Unemployment Insurance Process
One of my contacts within the NYS Labor Department says:
“Your contact has a compelling case, though we don’t make the determination on our end. The best route is twofold:
- Apply for benefits – Unemployment Insurance (UI) won’t make a ruling on eligibility until a claim is actually filed AND
- Call the Department of Human Rights (585-238-8250) to see what steps to take to get back pay.”
Once you make contact with the Unemployment Insurance, expect a return call with questions. Some of the questions may seem intrusive or excessive. Remember, Unemployment Insurance is on a fact-finding mission.
During the investigation, they may deny you automatically. You could begin receiving unemployment benefits and then the payments stop suddenly. There is no reason to panic.
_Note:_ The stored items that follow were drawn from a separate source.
//! Movie DTOs

use chrono::NaiveDate;
use serde::{Deserialize, Serialize};
use utoipa::{IntoParams, ToSchema};
use validator::Validate;

use crate::application::MoviePage;
use crate::domain::Movie;

/// A single movie, exactly as stored.
#[derive(Debug, Serialize, Deserialize, ToSchema)]
pub struct MovieDetailResponse {
    pub id: i32,
    pub name: String,
    /// ISO-8601 date (`YYYY-MM-DD`)
    pub date: NaiveDate,
    pub score: f64,
    pub genre: String,
    pub overview: String,
    pub crew: String,
    pub orig_title: String,
    pub status: String,
    pub orig_lang: String,
    pub budget: f64,
    pub revenue: f64,
    pub country: String,
}

impl From<Movie> for MovieDetailResponse {
    fn from(m: Movie) -> Self {
        Self {
            id: m.id,
            name: m.name,
            date: m.date,
            score: m.score,
            genre: m.genre,
            overview: m.overview,
            crew: m.crew,
            orig_title: m.orig_title,
            status: m.status,
            orig_lang: m.orig_lang,
            budget: m.budget,
            revenue: m.revenue,
            country: m.country,
        }
    }
}

/// One page of the catalog with navigation metadata.
///
/// `prev_page`/`next_page` serialize as `null` when absent, never omitted.
#[derive(Debug, Serialize, Deserialize, ToSchema)]
pub struct MovieListResponse {
    pub movies: Vec<MovieDetailResponse>,
    pub prev_page: Option<String>,
    pub next_page: Option<String>,
    pub total_pages: u32,
    pub total_items: u64,
}

impl From<MoviePage> for MovieListResponse {
    fn from(page: MoviePage) -> Self {
        Self {
            movies: page.movies.into_iter().map(Into::into).collect(),
            prev_page: page.prev_page,
            next_page: page.next_page,
            total_pages: page.total_pages,
            total_items: page.total_items,
        }
    }
}

/// Pagination query parameters for the listing endpoint
#[derive(Debug, Deserialize, Validate, IntoParams)]
pub struct MovieListQuery {
    /// The actual page number (starting from 1). Default: 1
    #[serde(default = "default_page")]
    #[validate(range(min = 1, message = "page must be greater than or equal to 1"))]
    pub page: u32,
    /// Count of movies per page (1-20). Default: 10
    #[serde(default = "default_per_page")]
    #[validate(range(min = 1, max = 20, message = "per_page must be between 1 and 20"))]
    pub per_page: u32,
}

fn default_page() -> u32 {
    1
}

fn default_per_page() -> u32 {
    10
}

// ── Tests ──────────────────────────────────────────────────────
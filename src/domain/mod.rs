//! Domain module
//!
//! Core domain types and validation rules.

pub mod error;
pub mod money;
pub mod timestamp;
pub mod transaction;

pub use error::DomainError;
pub use money::{Money, DEFAULT_CURRENCY};
pub use timestamp::Timestamp;
pub use transaction::{NewTransaction, Transaction, TransactionType, MAX_DESCRIPTION_LEN};
//! Expense Tracker - personal finance backend API
//!
//! Records expenses and income for a single user and reports expense totals
//! per category and per time period.

use std::net::SocketAddr;

use sqlx::postgres::PgPoolOptions;
use tracing_subscriber::{layer::SubscriberExt, util::SubscriberInitExt};

use expense_tracker::api::{self, AppState};
use expense_tracker::config::LogFormat;
use expense_tracker::{db, Config, PgTransactionRepository};

/// Initialize tracing/logging
fn init_tracing(format: LogFormat) {
    let filter = tracing_subscriber::EnvFilter::try_from_default_env()
        .unwrap_or_else(|_| "expense_tracker=debug,tower_http=debug".into());
    let registry = tracing_subscriber::registry().with(filter);

    match format {
        LogFormat::Pretty => registry.with(tracing_subscriber::fmt::layer()).init(),
        LogFormat::Json => registry
            .with(tracing_subscriber::fmt::layer().json())
            .init(),
    }
}

#[tokio::main]
async fn main() -> anyhow::Result<()> {
    // Load environment variables
    dotenvy::dotenv().ok();

    // Load configuration
    let config = Config::from_env()?;
    init_tracing(config.log_format);

    let addr: SocketAddr = format!("{}:{}", config.host, config.port).parse()?;

    tracing::info!(environment = %config.environment, "Starting expense tracker");
    tracing::info!("Connecting to database...");

    let pool = PgPoolOptions::new()
        .max_connections(config.database_max_connections)
        .connect(&config.database_url)
        .await?;

    db::verify_connection(&pool).await?;
    db::ensure_schema(&pool).await?;
    if !db::check_schema(&pool).await? {
        return Err(anyhow::anyhow!("Database schema incomplete"));
    }

    tracing::info!("Database connected successfully");
    tracing::info!(user_id = %config.default_user_id, "Serving single-user mode");
    tracing::info!("Listening on http://{}", addr);

    let state = AppState::new(
        PgTransactionRepository::new(pool.clone()),
        config.default_user_id.as_str(),
    );
    let app = api::build_router(state);

    let listener = tokio::net::TcpListener::bind(addr).await?;

    axum::serve(listener, app)
        .with_graceful_shutdown(shutdown_signal())
        .await?;

    tracing::info!("Server shutting down...");
    pool.close().await;
    tracing::info!("Database connections closed. Goodbye!");

    Ok(())
}

/// Resolves on Ctrl+C or SIGTERM
async fn shutdown_signal() {
    let ctrl_c = async {
        if let Err(e) = tokio::signal::ctrl_c().await {
            tracing::error!("Failed to install Ctrl+C handler: {}", e);
            std::future::pending::<()>().await;
        }
    };

    #[cfg(unix)]
    let terminate = async {
        match tokio::signal::unix::signal(tokio::signal::unix::SignalKind::terminate()) {
            Ok(mut signal) => {
                signal.recv().await;
            }
            Err(e) => {
                tracing::error!("Failed to install SIGTERM handler: {}", e);
                std::future::pending::<()>().await;
            }
        }
    };

    #[cfg(not(unix))]
    let terminate = std::future::pending::<()>();

    tokio::select! {
        _ = ctrl_c => {
            tracing::info!("Received Ctrl+C, initiating graceful shutdown...");
        },
        _ = terminate => {
            tracing::info!("Received SIGTERM, initiating graceful shutdown...");
        },
    }
}
//! Service module
//!
//! Application service that validates caller input, talks to the store and
//! aggregates expense statistics.

mod commands;
mod error;
mod reports;
mod transaction_service;

pub use commands::RecordTransactionCommand;
pub use error::ServiceError;
pub use reports::{CategoryExpense, CategoryExpenseReport, PeriodExpenseReport};
pub use transaction_service::TransactionService;
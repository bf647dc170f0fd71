//! Error handling module
//!
//! Centralized error types and HTTP response conversion.

use axum::http::StatusCode;
use axum::response::{IntoResponse, Response};
use axum::Json;
use serde::Serialize;

use crate::domain::DomainError;
use crate::service::ServiceError;
use crate::store::StoreError;

/// Application-wide Result type
pub type AppResult<T> = Result<T, AppError>;

/// Application error types
#[derive(Debug, thiserror::Error)]
pub enum AppError {
    // Client errors (4xx)
    #[error("Invalid request: {0}")]
    InvalidRequest(String),

    // Domain errors
    #[error(transparent)]
    Domain(#[from] DomainError),

    // Server errors (5xx)
    #[error(transparent)]
    Store(#[from] StoreError),

    #[error("Internal error: {0}")]
    Internal(String),

    #[error("Configuration error: {0}")]
    Config(#[from] crate::config::ConfigError),
}

impl From<ServiceError> for AppError {
    fn from(err: ServiceError) -> Self {
        match err {
            ServiceError::Domain(e) => AppError::Domain(e),
            ServiceError::Store(e) => AppError::Store(e),
        }
    }
}

/// Error response body
#[derive(Debug, Serialize)]
pub struct ErrorResponse {
    pub error: String,
    pub error_code: String,
    #[serde(skip_serializing_if = "Option::is_none")]
    pub details: Option<String>,
}

impl AppError {
    /// HTTP status for this error
    pub fn status_code(&self) -> StatusCode {
        match self {
            AppError::InvalidRequest(_) => StatusCode::UNPROCESSABLE_ENTITY,
            AppError::Domain(DomainError::Validation(_)) => StatusCode::UNPROCESSABLE_ENTITY,
            AppError::Domain(DomainError::NotFound(_)) => StatusCode::NOT_FOUND,
            AppError::Store(_) | AppError::Internal(_) | AppError::Config(_) => {
                StatusCode::INTERNAL_SERVER_ERROR
            }
        }
    }
}

impl IntoResponse for AppError {
    fn into_response(self) -> Response {
        let status = self.status_code();
        let (error_code, details) = match &self {
            // 422 Unprocessable Entity
            AppError::InvalidRequest(msg) => ("invalid_request", Some(msg.clone())),
            AppError::Domain(DomainError::Validation(msg)) => {
                ("validation_error", Some(msg.clone()))
            }

            // 404 Not Found
            AppError::Domain(DomainError::NotFound(_)) => ("not_found", None),

            // 500 Internal Server Error
            AppError::Store(e) => {
                tracing::error!("Store error: {:?}", e);
                ("database_error", None)
            }
            AppError::Internal(msg) => {
                tracing::error!("Internal error: {}", msg);
                ("internal_error", None)
            }
            AppError::Config(e) => {
                tracing::error!("Config error: {:?}", e);
                ("config_error", None)
            }
        };

        // Storage details stay in the logs
        let error = if status.is_server_error() {
            "Internal server error".to_string()
        } else {
            self.to_string()
        };

        let body = ErrorResponse {
            error,
            error_code: error_code.to_string(),
            details,
        };

        (status, Json(body)).into_response()
    }
}
//! Command definitions
//!
//! Commands carry raw caller input into the service.

use rust_decimal::Decimal;

use crate::domain::{Timestamp, DEFAULT_CURRENCY};

/// Command to record a new expense or income
#[derive(Debug, Clone)]
pub struct RecordTransactionCommand {
    pub user_id: String,
    /// "expense" or "income"
    pub tx_type: String,
    pub amount: Decimal,
    pub currency: String,
    pub occurred_at: Timestamp,
    pub category_id: Option<String>,
    pub account_id: Option<String>,
    pub description: Option<String>,
}

impl RecordTransactionCommand {
    pub fn new(
        user_id: impl Into<String>,
        tx_type: impl Into<String>,
        amount: Decimal,
        occurred_at: impl Into<Timestamp>,
    ) -> Self {
        Self {
            user_id: user_id.into(),
            tx_type: tx_type.into(),
            amount,
            currency: DEFAULT_CURRENCY.to_string(),
            occurred_at: occurred_at.into(),
            category_id: None,
            account_id: None,
            description: None,
        }
    }

    pub fn with_currency(mut self, currency: impl Into<String>) -> Self {
        self.currency = currency.into();
        self
    }

    pub fn with_category(mut self, category_id: impl Into<String>) -> Self {
        self.category_id = Some(category_id.into());
        self
    }

    pub fn with_account(mut self, account_id: impl Into<String>) -> Self {
        self.account_id = Some(account_id.into());
        self
    }

    pub fn with_description(mut self, description: impl Into<String>) -> Self {
        self.description = Some(description.into());
        self
    }
}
It simply means that Unemployment Insurance is holding the checks until they reach a final determination.
There is one action you must continue to do: Continue to file a claim for Unemployment Insurance every week until they reach a final decision.
If you fail to file your claims, you will lose your right to collect benefits.
A favorable UI decision will mean you can receive all the checks due. Expect to receive a lump sum payment.
If the UI decision is not favorable, you have the option to request a hearing. A hearing is ALWAYS a good idea, according to my Labor Department contact.
An unemployment insurance hearing is similar to a court case with a simple procedure. Often it will be a phone hearing.
You will have the opportunity to describe the events leading up to the separation from the company. Write your timeline down so to communicate it clearly.
Here are other unemployment related posts to help you understand the process better:
- 11 Things to do or expect when contesting your unemployment claim denial
- Contesting Unemployment? Is the appeal process fair to both parties?
If the hearing comes out favorable, you will receive the back funds as long as you did file your claims each week.
Failure to file claims means you will not receive any back checks.
You get one chance to plead your case. The decision of the hearing is final. A final decision means there are no appeals through the Unemployment Insurance process.
An option – you may consider perusing a civil suit. However, it will require consulting a lawyer.
Please note: This information is for accessing unemployment benefits within Rochester, NY – however, your location will have a similar process to follow.